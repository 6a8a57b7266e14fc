// src/config/mod.rs
//! Configuration surface: explicit structs with documented defaults, loaded
//! once from TOML (or JSON) and validated at the boundary.

pub mod generator;

use std::collections::HashSet;
use std::fs;
use std::path::{Path, PathBuf};

use anyhow::{anyhow, Context};
use serde::{Deserialize, Serialize};

use crate::dedup::DedupSettings;
use crate::error::{RelayError, Result};
use crate::types::{SourceTag, DEFAULT_PRIORITY};

pub use generator::GeneratorConfig;

pub const ENV_CONFIG_PATH: &str = "RELAY_CONFIG_PATH";
pub const DEFAULT_CONFIG_TOML: &str = "config/relay.toml";
pub const DEFAULT_CONFIG_JSON: &str = "config/relay.json";

pub const DEFAULT_POLLING_INTERVAL_MS: u64 = 60_000;
/// Intervals outside this range are accepted but logged as suspicious.
pub const RECOMMENDED_INTERVAL_MS: std::ops::RangeInclusive<u64> = 10_000..=3_600_000;

fn default_interval() -> u64 {
    DEFAULT_POLLING_INTERVAL_MS
}
fn default_priority() -> u32 {
    DEFAULT_PRIORITY
}
fn default_true() -> bool {
    true
}

/// One group/notification source watched by a listener.
#[derive(Debug, Clone, PartialEq, Serialize, Deserialize)]
pub struct SourceConfig {
    pub id: String,
    /// Page the extractor scrapes.
    pub locator: String,
    /// Display name; the id when empty.
    #[serde(default)]
    pub name: String,
    #[serde(default = "default_priority")]
    pub priority: u32,
    #[serde(default = "default_interval")]
    pub polling_interval_ms: u64,
    #[serde(default = "default_true")]
    pub enabled: bool,
    /// Account used for the listener session; the id when unset.
    #[serde(default)]
    pub credentials_ref: Option<String>,
}

impl SourceConfig {
    pub fn new(id: impl Into<String>, locator: impl Into<String>) -> Self {
        Self {
            id: id.into(),
            locator: locator.into(),
            name: String::new(),
            priority: DEFAULT_PRIORITY,
            polling_interval_ms: DEFAULT_POLLING_INTERVAL_MS,
            enabled: true,
            credentials_ref: None,
        }
    }

    pub fn display_name(&self) -> &str {
        if self.name.trim().is_empty() {
            &self.id
        } else {
            &self.name
        }
    }

    /// Identity stamped on every event and item this source produces.
    pub fn tag(&self) -> SourceTag {
        SourceTag {
            source_id: self.id.clone(),
            source_name: self.display_name().to_string(),
            priority: self.priority,
        }
    }

    pub fn credentials(&self) -> &str {
        self.credentials_ref.as_deref().unwrap_or(&self.id)
    }

    /// Non-empty id, positive interval.
    pub fn check(&self) -> Result<()> {
        if self.id.trim().is_empty() {
            return Err(RelayError::InvalidConfig("source id must not be empty".into()));
        }
        if self.polling_interval_ms == 0 {
            return Err(RelayError::InvalidConfig(format!(
                "source {}: polling_interval_ms must be positive",
                self.id
            )));
        }
        if !RECOMMENDED_INTERVAL_MS.contains(&self.polling_interval_ms) {
            tracing::warn!(
                source_id = %self.id,
                interval_ms = self.polling_interval_ms,
                "polling interval outside recommended range (10s..1h)"
            );
        }
        Ok(())
    }
}

/// A worker account able to post replies.
#[derive(Debug, Clone, PartialEq, Serialize, Deserialize)]
pub struct WorkerConfig {
    pub id: String,
    /// The id when unset.
    #[serde(default)]
    pub credentials_ref: Option<String>,
    /// Carried for the presentation layer; dispatch is queue-driven.
    #[serde(default = "default_interval")]
    pub polling_interval_ms: u64,
    #[serde(default = "default_true")]
    pub enabled: bool,
}

impl WorkerConfig {
    pub fn new(id: impl Into<String>) -> Self {
        Self {
            id: id.into(),
            credentials_ref: None,
            polling_interval_ms: DEFAULT_POLLING_INTERVAL_MS,
            enabled: true,
        }
    }

    pub fn credentials(&self) -> &str {
        self.credentials_ref.as_deref().unwrap_or(&self.id)
    }

    pub fn check(&self) -> Result<()> {
        if self.id.trim().is_empty() {
            return Err(RelayError::InvalidConfig("worker id must not be empty".into()));
        }
        if self.polling_interval_ms == 0 {
            return Err(RelayError::InvalidConfig(format!(
                "worker {}: polling_interval_ms must be positive",
                self.id
            )));
        }
        Ok(())
    }
}

/// Dispatcher tuning.
#[derive(Debug, Clone, PartialEq, Serialize, Deserialize)]
pub struct DispatchConfig {
    /// Reassignments allowed before a task is dropped.
    #[serde(default = "default_max_retries")]
    pub max_retries: u32,
    /// Pause between two dispatched tasks.
    #[serde(default = "default_task_delay_ms")]
    pub task_delay_ms: u64,
    /// Posts younger than this are skipped.
    #[serde(default = "default_min_item_age_secs")]
    pub min_item_age_secs: i64,
    /// Skip posts authored by the dispatching account.
    #[serde(default = "default_true")]
    pub skip_own_items: bool,
    /// Worker error count that demotes it to `error`.
    #[serde(default = "default_error_threshold")]
    pub error_threshold: u32,
}

fn default_max_retries() -> u32 {
    3
}
fn default_task_delay_ms() -> u64 {
    1_000
}
fn default_min_item_age_secs() -> i64 {
    60
}
fn default_error_threshold() -> u32 {
    5
}

impl Default for DispatchConfig {
    fn default() -> Self {
        Self {
            max_retries: default_max_retries(),
            task_delay_ms: default_task_delay_ms(),
            min_item_age_secs: default_min_item_age_secs(),
            skip_own_items: true,
            error_threshold: default_error_threshold(),
        }
    }
}

#[derive(Debug, Clone, PartialEq, Serialize, Deserialize)]
pub struct PlatformSettings {
    pub base_url: String,
    pub extractor_url: String,
    #[serde(default = "default_timeout_secs")]
    pub timeout_secs: u64,
}

fn default_timeout_secs() -> u64 {
    15
}

impl Default for PlatformSettings {
    fn default() -> Self {
        Self {
            base_url: "http://127.0.0.1:7070/api".to_string(),
            extractor_url: "http://127.0.0.1:7071".to_string(),
            timeout_secs: default_timeout_secs(),
        }
    }
}

#[derive(Debug, Clone, PartialEq, Serialize, Deserialize)]
pub struct ApiSettings {
    #[serde(default = "default_bind")]
    pub bind: String,
}

fn default_bind() -> String {
    "127.0.0.1:8080".to_string()
}

impl Default for ApiSettings {
    fn default() -> Self {
        Self { bind: default_bind() }
    }
}

#[derive(Debug, Clone, PartialEq, Serialize, Deserialize)]
pub struct NotifySettings {
    /// Same alert key is suppressed inside this window.
    #[serde(default = "default_cooldown_secs")]
    pub cooldown_secs: i64,
}

fn default_cooldown_secs() -> i64 {
    900
}

impl Default for NotifySettings {
    fn default() -> Self {
        Self {
            cooldown_secs: default_cooldown_secs(),
        }
    }
}

/// Root of `config/relay.toml`.
#[derive(Debug, Clone, PartialEq, Serialize, Deserialize)]
pub struct AppConfig {
    #[serde(default = "default_data_dir")]
    pub data_dir: PathBuf,
    #[serde(default)]
    pub dedup: DedupSettings,
    #[serde(default)]
    pub dispatch: DispatchConfig,
    #[serde(default)]
    pub platform: PlatformSettings,
    #[serde(default)]
    pub generator: GeneratorConfig,
    #[serde(default)]
    pub api: ApiSettings,
    #[serde(default)]
    pub notify: NotifySettings,
    #[serde(default)]
    pub sources: Vec<SourceConfig>,
    #[serde(default)]
    pub workers: Vec<WorkerConfig>,
}

fn default_data_dir() -> PathBuf {
    PathBuf::from("data")
}

impl AppConfig {
    /// Load from an explicit path; format picked by extension (TOML default).
    pub fn load_from(path: &Path) -> anyhow::Result<Self> {
        let content = fs::read_to_string(path)
            .with_context(|| format!("reading config from {}", path.display()))?;
        let ext = path
            .extension()
            .and_then(|s| s.to_str())
            .unwrap_or_default()
            .to_ascii_lowercase();
        let cfg: AppConfig = if ext == "json" {
            serde_json::from_str(&content).context("parsing JSON config")?
        } else {
            toml::from_str(&content).context("parsing TOML config")?
        };
        cfg.validate()?;
        Ok(cfg)
    }

    /// Load using env var + fallbacks:
    /// 1) $RELAY_CONFIG_PATH
    /// 2) config/relay.toml
    /// 3) config/relay.json
    pub fn load_default() -> anyhow::Result<Self> {
        if let Ok(p) = std::env::var(ENV_CONFIG_PATH) {
            let pb = PathBuf::from(p);
            if !pb.exists() {
                return Err(anyhow!("{ENV_CONFIG_PATH} points to non-existent path"));
            }
            return Self::load_from(&pb);
        }
        for candidate in [DEFAULT_CONFIG_TOML, DEFAULT_CONFIG_JSON] {
            let pb = PathBuf::from(candidate);
            if pb.exists() {
                return Self::load_from(&pb);
            }
        }
        Err(anyhow!(
            "no configuration found (set {ENV_CONFIG_PATH} or create {DEFAULT_CONFIG_TOML})"
        ))
    }

    /// Re-check the invariants the core relies on.
    pub fn validate(&self) -> Result<()> {
        let mut seen = HashSet::new();
        for s in &self.sources {
            s.check()?;
            if !seen.insert(s.id.as_str()) {
                return Err(RelayError::InvalidConfig(format!("duplicate source id {}", s.id)));
            }
        }
        let mut seen = HashSet::new();
        for w in &self.workers {
            w.check()?;
            if !seen.insert(w.id.as_str()) {
                return Err(RelayError::InvalidConfig(format!("duplicate worker id {}", w.id)));
            }
        }
        if self.dedup.trim_target > self.dedup.trim_threshold {
            return Err(RelayError::InvalidConfig(
                "dedup.trim_target must not exceed dedup.trim_threshold".into(),
            ));
        }
        Ok(())
    }
}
※ ※ ※
- _Prompt_:
Tally how many lines of the records hold the word "bool". Answer with the number only.

- _Solution_:
4